Esses pequenos ratos se tornaram adultos férteis, saudáveis e com uma expectativa de vida normal, destacou Perry em uma coletiva de imprensa em Londres.

Segundo vários especialistas entrevistados, essa pesquisa, que ajuda a compreender melhor os mecanismos de reprodução dos mamíferos, abre novas perspectivas em matéria de reprodução assistida.

Os autores, da Universidade de Bath (Grã-Bretanha) e de Regensburg (Alemanha), consideram possível inclusive que algum dia se possa prescindir dos óvulos para a reprodução.

Embora, por enquanto, se tenha que partir de um ovócito para fabricar as parthenogenotes, os resultados sugerem que outros tipos de células mitóticas, como células da pele, poderão um dia ser usadas para criar descendentes, disse Perry.

Isso poderia abrir a possibilidade para homens homossexuais, mulheres mais velhas ou casais inférteis terem filhos com o DNA de ambos os pais.

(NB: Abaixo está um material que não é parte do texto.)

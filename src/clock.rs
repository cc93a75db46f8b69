//! Injectable wall clock.
//!
//! Eviction, expiry and status timestamps read time through `Clock` so tests
//! can drive them deterministically with `ManualClock`.

use std::sync::Mutex;

use chrono::{DateTime, Utc};

/// Source of the current time.
pub trait Clock: Send + Sync {
    fn now(&self) -> DateTime<Utc>;
}

/// Real wall clock.
#[derive(Debug, Default, Clone, Copy)]
pub struct SystemClock;

impl Clock for SystemClock {
    fn now(&self) -> DateTime<Utc> {
        Utc::now()
    }
}

/// Manually advanced clock for tests and simulations.
#[derive(Debug)]
pub struct ManualClock {
    now: Mutex<DateTime<Utc>>,
}

impl ManualClock {
    pub fn new(start: DateTime<Utc>) -> Self {
        Self {
            now: Mutex::new(start),
        }
    }

    /// Move the clock forward.
    pub fn advance(&self, by: chrono::Duration) {
        let mut now = self.now.lock().unwrap_or_else(|e| e.into_inner());
        *now += by;
    }

    pub fn set(&self, to: DateTime<Utc>) {
        *self.now.lock().unwrap_or_else(|e| e.into_inner()) = to;
    }
}

impl Default for ManualClock {
    fn default() -> Self {
        Self::new(Utc::now())
    }
}

impl Clock for ManualClock {
    fn now(&self) -> DateTime<Utc> {
        *self.now.lock().unwrap_or_else(|e| e.into_inner())
    }
}
//! Tool trait, capability descriptors and call results.

use std::time::Duration;

use async_trait::async_trait;
use serde::{Deserialize, Serialize};

use crate::error::ToolError;
use crate::llm::ToolDefinition;
use crate::tenant::TenantContext;

/// Which kind of actor is calling.
#[derive(Debug, Clone, Copy, PartialEq, Eq, Serialize, Deserialize)]
#[serde(rename_all = "lowercase")]
pub enum ActorRole {
    Director,
    Agent,
}

/// Visibility flags for a tool.
#[derive(Debug, Clone, Copy, Default, PartialEq, Eq)]
pub struct ToolCapabilities {
    /// Always offered, regardless of allowlists.
    pub mandatory: bool,
    /// Offered unless the role excludes it.
    pub default_enabled: bool,
    /// Never offered to agents.
    pub director_only: bool,
}

impl ToolCapabilities {
    pub fn mandatory() -> Self {
        Self {
            mandatory: true,
            default_enabled: true,
            director_only: false,
        }
    }

    pub fn default_enabled() -> Self {
        Self {
            mandatory: false,
            default_enabled: true,
            director_only: false,
        }
    }

    pub fn director_only(mut self) -> Self {
        self.director_only = true;
        self
    }
}

/// Whether a tool with `caps` is visible to `role`. `director_only` wins
/// over `mandatory`: agents never see a director-only tool.
pub fn is_visible(caps: ToolCapabilities, role: ActorRole) -> bool {
    if role == ActorRole::Agent && caps.director_only {
        return false;
    }
    caps.mandatory || caps.default_enabled
}

/// Per-call context handed to tool handlers.
#[derive(Debug, Clone)]
pub struct ToolContext {
    pub tenant: TenantContext,
    pub role: ActorRole,
    /// Director or agent id.
    pub actor_id: String,
    pub thread_id: String,
    pub trace_id: Option<String>,
    /// Extra restriction on non-mandatory tools. Empty means none.
    pub allowlist: Vec<String>,
}

impl ToolContext {
    /// Whether a tool named `name` with `caps` may be offered and called.
    pub fn permits(&self, name: &str, caps: ToolCapabilities) -> bool {
        if !is_visible(caps, self.role) {
            return false;
        }
        caps.mandatory || self.allowlist.is_empty() || self.allowlist.iter().any(|n| n == name)
    }
}

#[derive(Debug, Clone, Copy, PartialEq, Eq, Serialize, Deserialize)]
#[serde(rename_all = "lowercase")]
pub enum ToolCallKind {
    Tool,
    Agent,
}

/// Outcome of one dispatched call, as appended to the transcript.
#[derive(Debug, Clone, PartialEq, Serialize, Deserialize)]
pub struct ToolCallResult {
    pub kind: ToolCallKind,
    pub success: bool,
    #[serde(default)]
    pub result: serde_json::Value,
    #[serde(default, skip_serializing_if = "Option::is_none")]
    pub error: Option<String>,
}

impl ToolCallResult {
    pub fn ok(kind: ToolCallKind, result: serde_json::Value) -> Self {
        Self {
            kind,
            success: true,
            result,
            error: None,
        }
    }

    pub fn failed(kind: ToolCallKind, error: impl Into<String>) -> Self {
        Self {
            kind,
            success: false,
            result: serde_json::Value::Null,
            error: Some(error.into()),
        }
    }

    /// JSON body for the tool message.
    pub fn to_content(&self) -> String {
        serde_json::to_string(self).unwrap_or_else(|_| "{\"success\":false}".to_string())
    }
}

/// A callable tool.
#[async_trait]
pub trait Tool: Send + Sync {
    fn name(&self) -> &str;
    fn description(&self) -> &str;
    fn parameters_schema(&self) -> serde_json::Value;

    fn capabilities(&self) -> ToolCapabilities {
        ToolCapabilities::default_enabled()
    }

    /// Overrides the dispatcher's default timeout.
    fn execution_timeout(&self) -> Option<Duration> {
        None
    }

    async fn execute(
        &self,
        params: serde_json::Value,
        ctx: &ToolContext,
    ) -> Result<serde_json::Value, ToolError>;

    fn to_definition(&self) -> ToolDefinition {
        ToolDefinition {
            name: self.name().to_string(),
            description: self.description().to_string(),
            parameters: self.parameters_schema(),
        }
    }
}

/// Required string parameter.
pub fn require_str<'a>(
    tool: &str,
    params: &'a serde_json::Value,
    key: &str,
) -> Result<&'a str, ToolError> {
    params
        .get(key)
        .and_then(|v| v.as_str())
        .ok_or_else(|| ToolError::InvalidArguments {
            name: tool.to_string(),
            reason: format!("missing string parameter '{key}'"),
        })
}

#[cfg(test)]
mod tests {
    use super::*;

    #[test]
    fn visibility_rules() {
        let mandatory = ToolCapabilities::mandatory();
        let default = ToolCapabilities::default_enabled();
        let director = ToolCapabilities::default_enabled().director_only();
        let hidden = ToolCapabilities::default();

        assert!(is_visible(mandatory, ActorRole::Agent));
        assert!(is_visible(default, ActorRole::Agent));
        assert!(is_visible(director, ActorRole::Director));
        assert!(!is_visible(director, ActorRole::Agent));
        assert!(!is_visible(hidden, ActorRole::Director));

        let pinned = ToolCapabilities::mandatory().director_only();
        assert!(is_visible(pinned, ActorRole::Director));
        assert!(!is_visible(pinned, ActorRole::Agent));
    }

    #[test]
    fn call_result_content_is_json() {
        let result = ToolCallResult::failed(ToolCallKind::Tool, "tool_timeout_50ms");
        let parsed: serde_json::Value = serde_json::from_str(&result.to_content()).unwrap();
        assert_eq!(parsed["success"], false);
        assert_eq!(parsed["error"], "tool_timeout_50ms");
        assert_eq!(parsed["kind"], "tool");
    }
}
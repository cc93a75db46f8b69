//! Note-taking tool that writes into the tenant's orchestration log.

use std::sync::Arc;

use async_trait::async_trait;
use serde_json::json;

use crate::diagnostics::{Diagnostics, LogStream};
use crate::error::ToolError;
use crate::model::LogLevel;
use crate::tools::tool::{Tool, ToolContext, require_str};

const MAX_NOTE_CHARS: usize = 2000;

pub struct LogNoteTool {
    diagnostics: Arc<Diagnostics>,
}

impl LogNoteTool {
    pub fn new(diagnostics: Arc<Diagnostics>) -> Self {
        Self { diagnostics }
    }
}

#[async_trait]
impl Tool for LogNoteTool {
    fn name(&self) -> &str {
        "log_note"
    }

    fn description(&self) -> &str {
        "Record a short note about this email or conversation in the user's \
         orchestration log. Use it to leave a trail of decisions for later review."
    }

    fn parameters_schema(&self) -> serde_json::Value {
        json!({
            "type": "object",
            "properties": {
                "note": {
                    "type": "string",
                    "description": "The note to record"
                },
                "level": {
                    "type": "string",
                    "enum": ["info", "warn"],
                    "description": "Severity (default: info)"
                }
            },
            "required": ["note"]
        })
    }

    async fn execute(
        &self,
        params: serde_json::Value,
        ctx: &ToolContext,
    ) -> Result<serde_json::Value, ToolError> {
        let note = require_str(self.name(), &params, "note")?.trim();
        if note.is_empty() {
            return Err(ToolError::InvalidArguments {
                name: self.name().to_string(),
                reason: "note must not be empty".into(),
            });
        }
        let note: String = note.chars().take(MAX_NOTE_CHARS).collect();
        let level = match params.get("level").and_then(|v| v.as_str()) {
            Some("warn") => LogLevel::Warn,
            _ => LogLevel::Info,
        };

        self.diagnostics
            .log
            .record(
                &ctx.tenant,
                LogStream::Orchestration,
                level,
                "note",
                note,
                Some(json!({
                    "actor_id": ctx.actor_id,
                    "role": ctx.role,
                    "thread_id": ctx.thread_id,
                })),
            )
            .await;
        Ok(json!({"recorded": true}))
    }
}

“Imagine se qualquer célula mitótica pudesse reprogramar um espermatozoide. Então, não haveria a necessidade de óvulos”, disse Perry à AFP. “Isso pode revolucionar a reprodução”.

“É um artigo muito interessante e uma proeza técnica”, comentou Robin Lovell-Badge, biólogo britânico especializado em genética de células-tronco, que não participou do estudo.

“Tenho certeza de que isso vai nos dizer algo importante sobre a reprogramação nas etapas iniciais de desenvolvimento, que são relevantes tanto para a fertilização como para a SCNT (clonagem)”, disse o biólogo, do Francis Crick Institute, em Londres.

O estudo conseguiu demonstrar que a ativação do genoma paterno contido no sêmen, que desencadeia a formação do embrião, “pode ser feita em um estado mais tardio do que o previsto inicialmente, não só no ovócito”, observa Marie-Hélène Verlhac, pesquisadora francesa do instituto de pesquisa CNRS.

“Então podemos imaginar usar as parthenogenotes” no tratamento de fertilidade humana no futuro, reduzindo a dependência de óvulos que são notoriamente difíceis de coletar, acrescentou.